EXERCISE DETAILS
Copies of all lines that contain "EnumString" are needed; take them from the data below.
◇ ◇ ◇
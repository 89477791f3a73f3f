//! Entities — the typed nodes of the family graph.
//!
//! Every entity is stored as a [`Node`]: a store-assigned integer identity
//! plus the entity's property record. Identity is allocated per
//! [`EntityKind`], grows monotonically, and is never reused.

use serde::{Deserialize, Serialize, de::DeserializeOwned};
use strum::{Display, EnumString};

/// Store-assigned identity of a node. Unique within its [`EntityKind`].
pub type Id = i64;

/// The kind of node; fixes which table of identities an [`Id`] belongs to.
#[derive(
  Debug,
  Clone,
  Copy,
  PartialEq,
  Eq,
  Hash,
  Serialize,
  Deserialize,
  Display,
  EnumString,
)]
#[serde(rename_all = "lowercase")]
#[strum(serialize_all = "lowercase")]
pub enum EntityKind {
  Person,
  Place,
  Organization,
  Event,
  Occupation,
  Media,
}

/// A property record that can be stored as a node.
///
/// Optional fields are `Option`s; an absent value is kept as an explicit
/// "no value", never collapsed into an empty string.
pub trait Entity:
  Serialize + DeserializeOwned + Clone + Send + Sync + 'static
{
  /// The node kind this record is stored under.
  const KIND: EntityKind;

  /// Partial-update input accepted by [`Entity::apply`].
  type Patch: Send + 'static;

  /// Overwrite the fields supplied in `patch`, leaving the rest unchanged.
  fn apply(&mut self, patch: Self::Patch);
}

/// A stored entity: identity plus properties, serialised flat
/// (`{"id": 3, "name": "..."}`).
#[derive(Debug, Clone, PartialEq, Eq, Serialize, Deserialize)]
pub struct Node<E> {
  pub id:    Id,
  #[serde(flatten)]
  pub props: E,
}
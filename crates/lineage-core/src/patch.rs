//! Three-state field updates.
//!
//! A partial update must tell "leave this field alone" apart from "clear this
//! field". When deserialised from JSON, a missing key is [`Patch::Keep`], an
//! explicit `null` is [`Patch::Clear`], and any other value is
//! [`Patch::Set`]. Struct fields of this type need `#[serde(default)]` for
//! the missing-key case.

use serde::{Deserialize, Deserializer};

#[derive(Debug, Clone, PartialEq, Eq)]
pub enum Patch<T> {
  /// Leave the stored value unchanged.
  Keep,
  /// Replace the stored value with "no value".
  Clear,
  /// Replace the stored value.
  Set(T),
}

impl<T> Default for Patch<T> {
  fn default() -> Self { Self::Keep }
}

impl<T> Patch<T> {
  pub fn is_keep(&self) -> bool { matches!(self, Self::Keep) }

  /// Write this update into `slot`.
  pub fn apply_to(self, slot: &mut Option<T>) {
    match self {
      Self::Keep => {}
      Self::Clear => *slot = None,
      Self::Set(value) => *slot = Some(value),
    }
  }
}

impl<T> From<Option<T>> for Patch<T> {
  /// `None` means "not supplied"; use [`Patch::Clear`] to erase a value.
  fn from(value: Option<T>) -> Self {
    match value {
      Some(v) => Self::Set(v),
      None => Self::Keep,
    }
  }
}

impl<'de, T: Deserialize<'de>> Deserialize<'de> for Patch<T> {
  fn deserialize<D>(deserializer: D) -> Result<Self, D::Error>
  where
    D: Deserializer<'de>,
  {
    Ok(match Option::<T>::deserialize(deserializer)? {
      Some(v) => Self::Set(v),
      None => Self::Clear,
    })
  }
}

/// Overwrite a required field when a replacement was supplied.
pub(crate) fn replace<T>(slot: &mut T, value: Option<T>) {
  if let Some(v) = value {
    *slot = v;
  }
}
◇ ◇ ◇
EXPECTED OUTPUT
use strum::{Display, EnumString};
  EnumString,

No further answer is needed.